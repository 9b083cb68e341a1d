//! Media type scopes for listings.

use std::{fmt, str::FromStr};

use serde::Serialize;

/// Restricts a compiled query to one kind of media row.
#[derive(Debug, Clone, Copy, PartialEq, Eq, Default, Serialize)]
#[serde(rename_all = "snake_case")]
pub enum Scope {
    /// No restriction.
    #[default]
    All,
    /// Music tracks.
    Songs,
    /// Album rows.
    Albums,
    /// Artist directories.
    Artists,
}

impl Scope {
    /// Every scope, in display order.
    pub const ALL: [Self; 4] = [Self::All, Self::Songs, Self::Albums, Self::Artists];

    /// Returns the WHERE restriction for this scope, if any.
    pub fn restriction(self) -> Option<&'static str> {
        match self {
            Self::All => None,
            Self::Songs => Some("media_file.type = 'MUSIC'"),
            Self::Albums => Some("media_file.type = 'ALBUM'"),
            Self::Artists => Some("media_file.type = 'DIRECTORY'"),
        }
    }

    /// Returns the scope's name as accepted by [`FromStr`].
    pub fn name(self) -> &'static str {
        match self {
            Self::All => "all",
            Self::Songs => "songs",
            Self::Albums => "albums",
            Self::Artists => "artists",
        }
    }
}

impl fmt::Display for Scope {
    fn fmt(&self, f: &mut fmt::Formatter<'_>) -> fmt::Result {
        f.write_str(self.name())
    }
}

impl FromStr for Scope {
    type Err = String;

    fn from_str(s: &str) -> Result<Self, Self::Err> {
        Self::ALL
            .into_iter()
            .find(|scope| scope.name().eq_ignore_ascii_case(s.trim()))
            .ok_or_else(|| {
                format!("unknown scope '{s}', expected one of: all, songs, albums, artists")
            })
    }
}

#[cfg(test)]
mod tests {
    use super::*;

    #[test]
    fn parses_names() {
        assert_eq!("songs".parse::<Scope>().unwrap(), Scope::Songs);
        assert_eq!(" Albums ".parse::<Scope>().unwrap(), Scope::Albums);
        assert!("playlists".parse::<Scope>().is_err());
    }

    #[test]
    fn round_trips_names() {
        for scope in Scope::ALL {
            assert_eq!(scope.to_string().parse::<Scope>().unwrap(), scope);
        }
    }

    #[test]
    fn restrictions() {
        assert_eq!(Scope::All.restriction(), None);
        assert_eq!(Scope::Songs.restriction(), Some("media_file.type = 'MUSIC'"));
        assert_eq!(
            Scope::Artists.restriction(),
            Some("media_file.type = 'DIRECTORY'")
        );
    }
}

###

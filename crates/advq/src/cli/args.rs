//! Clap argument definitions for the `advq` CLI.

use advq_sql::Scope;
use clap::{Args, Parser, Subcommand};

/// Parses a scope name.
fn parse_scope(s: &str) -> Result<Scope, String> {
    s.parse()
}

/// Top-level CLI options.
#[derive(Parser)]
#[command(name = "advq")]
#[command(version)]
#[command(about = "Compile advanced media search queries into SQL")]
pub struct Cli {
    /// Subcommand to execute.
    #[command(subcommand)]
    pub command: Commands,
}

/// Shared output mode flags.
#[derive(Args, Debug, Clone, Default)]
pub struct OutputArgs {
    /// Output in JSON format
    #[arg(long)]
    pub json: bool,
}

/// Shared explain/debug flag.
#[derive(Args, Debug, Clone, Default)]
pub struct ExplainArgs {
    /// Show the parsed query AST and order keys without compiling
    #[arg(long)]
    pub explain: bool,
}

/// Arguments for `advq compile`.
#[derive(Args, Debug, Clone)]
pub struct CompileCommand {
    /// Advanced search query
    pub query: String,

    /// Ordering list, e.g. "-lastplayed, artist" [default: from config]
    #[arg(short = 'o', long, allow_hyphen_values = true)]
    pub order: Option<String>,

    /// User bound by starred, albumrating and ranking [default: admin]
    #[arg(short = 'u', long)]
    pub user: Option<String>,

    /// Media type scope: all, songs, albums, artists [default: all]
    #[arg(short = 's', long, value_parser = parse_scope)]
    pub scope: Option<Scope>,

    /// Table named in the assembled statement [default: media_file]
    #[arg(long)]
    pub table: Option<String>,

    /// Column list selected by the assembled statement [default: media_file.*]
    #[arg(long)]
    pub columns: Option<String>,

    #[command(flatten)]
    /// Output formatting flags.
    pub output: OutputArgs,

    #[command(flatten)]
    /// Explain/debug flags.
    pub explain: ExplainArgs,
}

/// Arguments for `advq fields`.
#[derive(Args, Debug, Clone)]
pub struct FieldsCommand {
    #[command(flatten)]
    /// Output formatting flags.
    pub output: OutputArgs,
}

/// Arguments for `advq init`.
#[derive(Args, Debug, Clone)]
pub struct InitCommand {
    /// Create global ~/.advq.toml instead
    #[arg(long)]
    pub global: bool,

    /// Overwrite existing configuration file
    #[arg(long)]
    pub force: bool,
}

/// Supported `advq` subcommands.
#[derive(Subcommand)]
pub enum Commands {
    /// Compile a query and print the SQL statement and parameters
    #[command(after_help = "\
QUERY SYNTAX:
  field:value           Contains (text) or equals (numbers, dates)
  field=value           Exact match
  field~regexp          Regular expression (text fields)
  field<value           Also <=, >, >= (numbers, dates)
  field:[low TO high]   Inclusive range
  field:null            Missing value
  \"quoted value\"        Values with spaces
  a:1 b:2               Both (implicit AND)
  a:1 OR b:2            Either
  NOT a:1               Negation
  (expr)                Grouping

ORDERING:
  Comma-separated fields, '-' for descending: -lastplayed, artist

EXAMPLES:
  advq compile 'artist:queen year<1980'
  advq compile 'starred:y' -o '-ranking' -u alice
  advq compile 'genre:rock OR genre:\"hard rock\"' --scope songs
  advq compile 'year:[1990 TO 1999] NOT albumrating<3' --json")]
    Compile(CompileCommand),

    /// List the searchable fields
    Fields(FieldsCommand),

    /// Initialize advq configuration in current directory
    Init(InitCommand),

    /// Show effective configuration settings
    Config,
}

###

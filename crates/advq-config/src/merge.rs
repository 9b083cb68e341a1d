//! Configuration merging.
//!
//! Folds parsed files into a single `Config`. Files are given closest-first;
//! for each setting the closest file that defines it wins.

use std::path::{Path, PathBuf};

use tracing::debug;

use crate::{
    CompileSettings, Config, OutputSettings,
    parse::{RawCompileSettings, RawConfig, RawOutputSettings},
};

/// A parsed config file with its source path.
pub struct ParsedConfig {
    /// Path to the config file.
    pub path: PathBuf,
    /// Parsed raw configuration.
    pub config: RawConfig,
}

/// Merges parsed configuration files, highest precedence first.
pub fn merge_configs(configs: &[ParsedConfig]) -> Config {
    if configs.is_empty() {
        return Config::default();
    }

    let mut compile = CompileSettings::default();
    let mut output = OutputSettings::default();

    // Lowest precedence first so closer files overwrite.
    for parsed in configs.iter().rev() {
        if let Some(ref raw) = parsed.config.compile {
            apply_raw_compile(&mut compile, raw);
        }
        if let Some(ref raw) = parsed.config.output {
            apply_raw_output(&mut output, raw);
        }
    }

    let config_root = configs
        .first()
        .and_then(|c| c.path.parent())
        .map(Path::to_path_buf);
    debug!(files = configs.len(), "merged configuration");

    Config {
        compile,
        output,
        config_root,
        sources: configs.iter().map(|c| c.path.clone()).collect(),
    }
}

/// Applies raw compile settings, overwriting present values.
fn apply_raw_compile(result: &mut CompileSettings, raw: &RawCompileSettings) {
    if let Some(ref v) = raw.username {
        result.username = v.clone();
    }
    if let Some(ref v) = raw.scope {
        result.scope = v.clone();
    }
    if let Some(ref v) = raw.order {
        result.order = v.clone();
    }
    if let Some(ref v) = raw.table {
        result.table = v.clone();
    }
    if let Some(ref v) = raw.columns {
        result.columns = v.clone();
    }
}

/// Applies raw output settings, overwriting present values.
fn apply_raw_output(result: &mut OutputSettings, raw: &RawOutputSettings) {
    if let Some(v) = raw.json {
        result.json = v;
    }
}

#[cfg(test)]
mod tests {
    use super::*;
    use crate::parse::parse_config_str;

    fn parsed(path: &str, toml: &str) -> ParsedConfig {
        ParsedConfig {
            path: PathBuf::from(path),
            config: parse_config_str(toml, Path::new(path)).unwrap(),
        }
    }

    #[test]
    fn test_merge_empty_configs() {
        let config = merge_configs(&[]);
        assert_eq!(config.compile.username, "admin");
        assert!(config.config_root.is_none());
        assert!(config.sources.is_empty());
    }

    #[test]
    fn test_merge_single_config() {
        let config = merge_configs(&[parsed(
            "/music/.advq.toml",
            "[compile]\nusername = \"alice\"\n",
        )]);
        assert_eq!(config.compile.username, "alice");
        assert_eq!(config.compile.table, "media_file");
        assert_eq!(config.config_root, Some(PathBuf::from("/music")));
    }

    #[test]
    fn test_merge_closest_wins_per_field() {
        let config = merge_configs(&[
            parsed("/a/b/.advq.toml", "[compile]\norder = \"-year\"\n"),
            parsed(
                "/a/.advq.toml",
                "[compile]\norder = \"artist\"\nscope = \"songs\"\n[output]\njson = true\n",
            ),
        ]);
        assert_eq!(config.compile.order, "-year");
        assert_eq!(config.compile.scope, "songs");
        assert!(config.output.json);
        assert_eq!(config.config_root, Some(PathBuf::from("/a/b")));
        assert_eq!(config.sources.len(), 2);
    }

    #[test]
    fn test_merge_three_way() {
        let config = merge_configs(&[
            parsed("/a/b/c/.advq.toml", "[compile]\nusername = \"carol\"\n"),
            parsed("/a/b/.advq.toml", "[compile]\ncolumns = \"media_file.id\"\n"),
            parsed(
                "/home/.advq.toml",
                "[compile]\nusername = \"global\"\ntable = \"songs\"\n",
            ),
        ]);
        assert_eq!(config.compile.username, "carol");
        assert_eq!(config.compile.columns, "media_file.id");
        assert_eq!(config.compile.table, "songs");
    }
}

###

**ASSIGNMENT**
How many lines in the entries above hold the word "CompileCommand"? Reply with the number by itself.

**REPLY TO THE EXERCISE**
2